Curtain Road cuts a swathe through noisy, vibrant Shoreditch and the Mondrian’s guests can spill conveniently out to join the nearby bars, clubs and night-walkers or look down upon them from their luxe, cool eyries. The Mondrian is a mini-chain with zingy locations in swinging spots like NYC, Miami, Madrid, LA and Cannes, and its aesthetic is bold and unconservative, making everywhere from the lobby to the loo feel like an adventure. The east London branch is designed with lashings of drama: as you go in there’s a mini-atrium full of lights, for your gram needs. Less naffly, many rooms come with curvaceous, generous baths next to the enormous white pressed beds, as well as impressive walk-in steam showers in the bathrooms. It’s stylish and a tonne of fun.

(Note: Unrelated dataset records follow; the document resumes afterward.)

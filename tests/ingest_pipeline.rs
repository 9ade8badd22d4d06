//! End-to-end pipeline tests against a mocked Qdrant instance.
//!
//! The service runs with the inline worker mode so every pipeline reaches its
//! terminal status before assertions run.

use httpmock::{Method::DELETE, Method::GET, Method::POST, Method::PUT, MockServer};
use semdoc::embedding::{BuiltinEmbeddingModel, Embedder};
use semdoc::extract::PdfExtractor;
use semdoc::processing::{
    DocumentStatus, IngestService, SearchRequest, ServiceLimits, WorkerMode,
};
use semdoc::qdrant::QdrantIndex;
use serde_json::{Map, json};
use std::time::Duration;

const DIMENSION: usize = 8;

/// Minimal one-page PDF carrying `phrase` in its text layer, with a correct
/// xref table so `pdf-extract` can parse it.
fn minimal_pdf(phrase: &str) -> Vec<u8> {
    let mut out = Vec::new();
    out.extend_from_slice(b"%PDF-1.4\n");
    let o1 = out.len();
    out.extend_from_slice(b"1 0 obj << /Type /Catalog /Pages 2 0 R >> endobj\n");
    let o2 = out.len();
    out.extend_from_slice(b"2 0 obj << /Type /Pages /Kids [3 0 R] /Count 1 >> endobj\n");
    let o3 = out.len();
    out.extend_from_slice(b"3 0 obj << /Type /Page /Parent 2 0 R /MediaBox [0 0 612 792] /Contents 4 0 R /Resources << /Font << /F1 5 0 R >> >> >> endobj\n");
    let o4 = out.len();
    let stream = format!("BT /F1 12 Tf 100 700 Td ({phrase}) Tj ET");
    out.extend_from_slice(
        format!(
            "4 0 obj << /Length {} >> stream\n{stream}\nendstream endobj\n",
            stream.len()
        )
        .as_bytes(),
    );
    let o5 = out.len();
    out.extend_from_slice(
        b"5 0 obj << /Type /Font /Subtype /Type1 /BaseFont /Helvetica >> endobj\n",
    );
    let xref_start = out.len();
    out.extend_from_slice(b"xref\n0 6\n");
    out.extend_from_slice(format!("{:010} 65535 f \n", 0).as_bytes());
    for offset in [o1, o2, o3, o4, o5] {
        out.extend_from_slice(format!("{offset:010} 00000 n \n").as_bytes());
    }
    out.extend_from_slice(b"trailer << /Size 6 /Root 1 0 R >>\nstartxref\n");
    out.extend_from_slice(format!("{xref_start}\n").as_bytes());
    out.extend_from_slice(b"%%EOF\n");
    out
}

fn service_for(server: &MockServer) -> IngestService {
    let extractor = PdfExtractor::new(
        10,
        vec!["1.4".to_string(), "1.7".to_string()],
        "eng".to_string(),
        Duration::from_secs(5),
    );
    let embedder = Embedder::new(
        Box::new(BuiltinEmbeddingModel::new(DIMENSION)),
        DIMENSION,
        64,
    );
    let index = QdrantIndex::new(&server.base_url(), None, "documents".to_string(), DIMENSION)
        .expect("index client");
    let limits = ServiceLimits {
        chunk_size: 40,
        chunk_overlap: 8,
        max_chunks_per_document: 100,
        search_default_limit: 5,
        search_max_limit: 50,
    };
    IngestService::new(extractor, embedder, index, limits, WorkerMode::Inline)
}

async fn mock_write_path(server: &MockServer) {
    server
        .mock_async(|when, then| {
            when.method(POST)
                .path("/collections/documents/points/delete");
            then.status(200).json_body(json!({ "result": {} }));
        })
        .await;
    server
        .mock_async(|when, then| {
            when.method(PUT).path("/collections/documents/points");
            then.status(200).json_body(json!({ "result": {} }));
        })
        .await;
}

#[tokio::test]
async fn digital_pdf_completes_and_counts_toward_stats() {
    let server = MockServer::start_async().await;
    mock_write_path(&server).await;
    server
        .mock_async(|when, then| {
            when.method(POST).path("/collections/documents/points/count");
            then.status(200)
                .json_body(json!({ "result": { "count": 1 } }));
        })
        .await;
    let service = service_for(&server);

    let bytes = minimal_pdf("Costs fell sharply. Revenue grew again. Margins held firm.");
    let mut metadata = Map::new();
    metadata.insert("department".to_string(), json!("finance"));

    let receipt = service
        .ingest(bytes, "report.pdf".to_string(), metadata)
        .await
        .expect("accepted upload");
    assert_eq!(receipt.status, DocumentStatus::Processing);

    let view = service
        .get(&receipt.document_id, false)
        .await
        .expect("document view");
    assert_eq!(view.status, DocumentStatus::Completed);
    assert_eq!(view.filename, "report.pdf");
    assert!(view.error.is_none());

    let stats = service.stats().await;
    assert_eq!(stats.total_documents, 1);
    assert_eq!(stats.total_chunks, 1);
    assert_eq!(stats.documents_by_status.completed, 1);
    assert!((stats.average_chunks_per_document - 1.0).abs() < f64::EPSILON);
}

#[tokio::test]
async fn upsert_payload_carries_document_fields() {
    let server = MockServer::start_async().await;
    server
        .mock_async(|when, then| {
            when.method(POST)
                .path("/collections/documents/points/delete");
            then.status(200).json_body(json!({ "result": {} }));
        })
        .await;
    let upsert_mock = server
        .mock_async(|when, then| {
            when.method(PUT)
                .path("/collections/documents/points")
                .body_contains("chunk_index")
                .body_contains("total_chunks")
                .body_contains("page_count")
                .body_contains("department");
            then.status(200).json_body(json!({ "result": {} }));
        })
        .await;
    let service = service_for(&server);

    let mut metadata = Map::new();
    metadata.insert("department".to_string(), json!("legal"));
    service
        .ingest(
            minimal_pdf("Contract terms were reviewed."),
            "contract.pdf".to_string(),
            metadata,
        )
        .await
        .expect("accepted upload");

    upsert_mock.assert();
}

#[tokio::test]
async fn scanned_document_without_ocr_toolchain_fails_cleanly() {
    let server = MockServer::start_async().await;
    mock_write_path(&server).await;
    server
        .mock_async(|when, then| {
            when.method(POST).path("/collections/documents/points/count");
            then.status(200)
                .json_body(json!({ "result": { "count": 0 } }));
        })
        .await;
    let service = service_for(&server);

    // Structurally valid PDF with an empty text layer: the pipeline either
    // fails in OCR (toolchain missing, raster failure) or yields zero chunks.
    // Both are terminal failures with a non-empty detail.
    let receipt = service
        .ingest(minimal_pdf(""), "scan.pdf".to_string(), Map::new())
        .await
        .expect("accepted upload");

    let view = service
        .get(&receipt.document_id, false)
        .await
        .expect("document view");
    assert_eq!(view.status, DocumentStatus::Failed);
    assert!(!view.error.expect("failure detail").is_empty());

    // A failed document contributes zero chunks to stats.
    let stats = service.stats().await;
    assert_eq!(stats.total_documents, 1);
    assert_eq!(stats.total_chunks, 0);
    assert_eq!(stats.documents_by_status.failed, 1);
}

#[tokio::test]
async fn search_filters_to_completed_documents_by_default() {
    let server = MockServer::start_async().await;
    server
        .mock_async(|when, then| {
            when.method(POST).path("/collections/documents/points/count");
            then.status(200)
                .json_body(json!({ "result": { "count": 3 } }));
        })
        .await;
    let query_mock = server
        .mock_async(|when, then| {
            when.method(POST)
                .path("/collections/documents/points/query")
                .body_contains("status")
                .body_contains("completed");
            then.status(200).json_body(json!({
                "result": [
                    {
                        "id": "11111111-2222-3333-4444-555555555555",
                        "score": 0.91,
                        "payload": {
                            "document_id": "doc-7",
                            "chunk_id": "doc-7_chunk_0",
                            "chunk_index": 0,
                            "total_chunks": 2,
                            "text": "margins held firm",
                            "status": "completed"
                        }
                    }
                ]
            }));
        })
        .await;
    let service = service_for(&server);

    let response = service
        .search(SearchRequest {
            query: "how did margins do".to_string(),
            limit: Some(3),
            document_id: None,
            include_processing: false,
        })
        .await
        .expect("search response");

    query_mock.assert();
    assert_eq!(response.total_results, 1);
    let hit = &response.results[0];
    assert_eq!(hit.document_id, "doc-7");
    assert_eq!(hit.chunk_id, "doc-7_chunk_0");
    assert_eq!(hit.text, "margins held firm");
    assert!((hit.score - 0.91).abs() < f32::EPSILON);
    assert_eq!(hit.metadata["chunk_index"], 0);
}

#[tokio::test]
async fn search_on_empty_collection_returns_empty_results() {
    let server = MockServer::start_async().await;
    server
        .mock_async(|when, then| {
            when.method(POST).path("/collections/documents/points/count");
            then.status(200)
                .json_body(json!({ "result": { "count": 0 } }));
        })
        .await;
    let service = service_for(&server);

    let response = service
        .search(SearchRequest {
            query: "anything at all".to_string(),
            limit: None,
            document_id: None,
            include_processing: false,
        })
        .await
        .expect("search response");
    assert!(response.results.is_empty());
    assert_eq!(response.total_results, 0);
}

#[tokio::test]
async fn deleted_documents_disappear_from_retrieval() {
    let server = MockServer::start_async().await;
    mock_write_path(&server).await;
    let service = service_for(&server);

    let receipt = service
        .ingest(
            minimal_pdf("Minutes of the annual meeting."),
            "minutes.pdf".to_string(),
            Map::new(),
        )
        .await
        .expect("accepted upload");

    assert!(service.delete(&receipt.document_id).await.expect("delete"));
    assert!(service.get(&receipt.document_id, false).await.is_err());
    assert!(
        !service
            .delete(&receipt.document_id)
            .await
            .expect("second delete")
    );
}

#[tokio::test]
async fn reset_then_stats_reports_all_zeroes() {
    let server = MockServer::start_async().await;
    mock_write_path(&server).await;
    server
        .mock_async(|when, then| {
            when.method(DELETE).path("/collections/documents");
            then.status(200).json_body(json!({ "result": true }));
        })
        .await;
    server
        .mock_async(|when, then| {
            when.method(GET).path("/collections/documents");
            then.status(404).body("not found");
        })
        .await;
    server
        .mock_async(|when, then| {
            when.method(PUT).path("/collections/documents");
            then.status(200).json_body(json!({ "result": true }));
        })
        .await;
    server
        .mock_async(|when, then| {
            when.method(POST).path("/collections/documents/points/count");
            then.status(200)
                .json_body(json!({ "result": { "count": 0 } }));
        })
        .await;
    let service = service_for(&server);

    service
        .ingest(
            minimal_pdf("Some content to be wiped."),
            "wiped.pdf".to_string(),
            Map::new(),
        )
        .await
        .expect("accepted upload");

    assert!(service.reset().await);

    let stats = service.stats().await;
    assert_eq!(stats.total_documents, 0);
    assert_eq!(stats.total_chunks, 0);
    assert_eq!(stats.documents_by_status.completed, 0);
    assert_eq!(stats.documents_by_status.processing, 0);
    assert_eq!(stats.documents_by_status.failed, 0);
}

The buzzy five-star hotel is marketed with lush snaps of its Miami-style rooftop bar and turquoise pool - a rare asset in London where space is at a premium. However be warned, the rooftop is only partly open to hotel visitors. The pool is shared with a member’s club and is generally closed to guests outside daytime hours; on the evening we stayed, the whole rooftop was out of bounds for a private event. It does make for a gorgeous breakfast spot, and early birds can usually get in for a wee dip - but if you dreamed of Miami-style pool cocktail nights then: dream on.
Honestly, lap pools are never very satisfying anyway, especially in cities unblessed by Miami weather. Service here is charming, nonchalant and discreet. In the basement you’ll find Andalucian super-chef Dani García’s BiBo, a buzzy spot which had some restaurant critics reaching for their ear plugs when it opened in August 2021. Ignore the nay-sayers: it’s soused in sunshiny vibes by its beaming wait-staff, party-ready guests and a house soundtrack that’s far from deafening. Date nighters linger over shared risotto pans gleaming with black rice and seafood. These come with a £70 pricetag; the small plates are better value. The tapas is slick - highlights include a humming oxtail brioche, built a bit like a savory donut, with a round central well full of salty dark slow-cooked meat stew. Crisp, deliquescent croquettes were also a hit.
All in all, Mondrian Shoreditch is a buzzy one-stop party shop for travellers who can afford to have all the fun.
Eat, Drink, Do
Shoreditch, which rivals Soho for destination food spots and outclasses it for dive bars and nightlife. There are great options in every direction. Try Brat for butch Spanish sharing meats with a Michelin star; the Clove Club for sumptuous seven-course menus, as stately as Shoreditch gets thanks to its elegant former town hall building. Or, for a change of pace and volume, there’s the tranquil old school haven Rochelle Canteen, which quietly delights taste-hunters in its walled garden on Arnold Circus.
Keep your eyes peeled for Shakespearian graffiti commemorating a spicy local history. The Mondrian stands on Curtain road, within shouting distance of the buried site of the Curtain Theatre, where Romeo and Juliet was first performed. It is even closer to the spot once occupied by the wooden Theatre, also intimately connected with Shakespeare’s Shoreditch, which was notoriously and borderline legally dismantled one midwinter by the playwright’s company, carted across the Thames and re-erected as the original Globe.